Paul Schneider grew up in Amherst, Massachusetts, a college town in the western half of the state. After graduating from the public high school there, he attended Brown University in Providence, Rhode Island and the School of Oriental and African Studies in London, and ultimately earned degrees in history and economics from Brown in 1984.
After stints working in refugee camps in Thailand, a prep-school in Switzerland, a winery in California, a wire-service office in Kenya, and graduate school (a drop-out!), he settled into magazine journalism in New York City. There he worked on staff at Esquire, where he helped to edit the Man AT His Best Section, wrote the Real Estate Column, and contributed many travel and other stories. He also worked or freelanced in various editorial capacities all over town, including the New York Times, Vanity Fair, National Audubon, Travel & Leisure, Oprah, and Elle, where he was for several years the travel columnist.

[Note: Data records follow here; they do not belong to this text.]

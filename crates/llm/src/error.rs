//! Errors raised by the chat-completions client.

use std::time::Duration;

use reqwest::StatusCode;
use thiserror::Error;
use triage::{ClassificationServiceError, RetryPolicy};

/// Errors that can occur when calling the chat-completions API.
#[derive(Debug, Error)]
pub enum LlmError {
    /// Missing or invalid connection settings.
    #[error("Invalid LLM configuration: {0}")]
    Config(String),

    /// The request could not be sent or the response could not be read.
    #[error("LLM request failed: {0}")]
    Request(#[from] reqwest::Error),

    /// The API answered with a non-success status.
    #[error("LLM API returned {status}: {body}")]
    Status {
        /// HTTP status code.
        status: StatusCode,
        /// Response body, or the API's error message when it sent one.
        body: String,
        /// Delay requested by a `Retry-After` header.
        retry_after: Option<Duration>,
    },

    /// The API answered successfully but without a usable reply.
    #[error("Unexpected LLM response: {0}")]
    InvalidResponse(String),
}

impl LlmError {
    /// Returns whether the failed call may succeed if attempted again.
    ///
    /// Timeouts, connection failures, `408`, `429` and `5xx` are retryable.
    pub fn retry_policy(&self) -> RetryPolicy {
        match self {
            Self::Request(e) if e.is_timeout() || e.is_connect() => {
                RetryPolicy::Retryable { after: None }
            }
            Self::Status {
                status,
                retry_after,
                ..
            } if *status == StatusCode::REQUEST_TIMEOUT
                || *status == StatusCode::TOO_MANY_REQUESTS
                || status.is_server_error() =>
            {
                RetryPolicy::Retryable {
                    after: *retry_after,
                }
            }
            _ => RetryPolicy::NonRetryable,
        }
    }
}

impl From<LlmError> for ClassificationServiceError {
    fn from(err: LlmError) -> Self {
        let retry = err.retry_policy();
        ClassificationServiceError::new(err.to_string(), retry)
    }
}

A series of features on environmental topics written for National Audubon led to his first book, The Adirondacks, A History of America's First Wilderness, which was a New York Times notable book of 1997. His second book, The Enduring Shore, A History of Cape Cod, Martha's Vineyard, and Nantucket, was also published by Henry Holt (2000) and was similarly well received. Nearly five years in the making, his third book, Brutal Journey appeared in May of 2006 to uniformly positive reviews.
His new book, Bonnie and Clyde, will be published by Henry Holt & Co. in the spring of 2009.
He and his wife, photographer Nina Bramhall, and their son Nathaniel, divide their time between Florida and Massachusetts.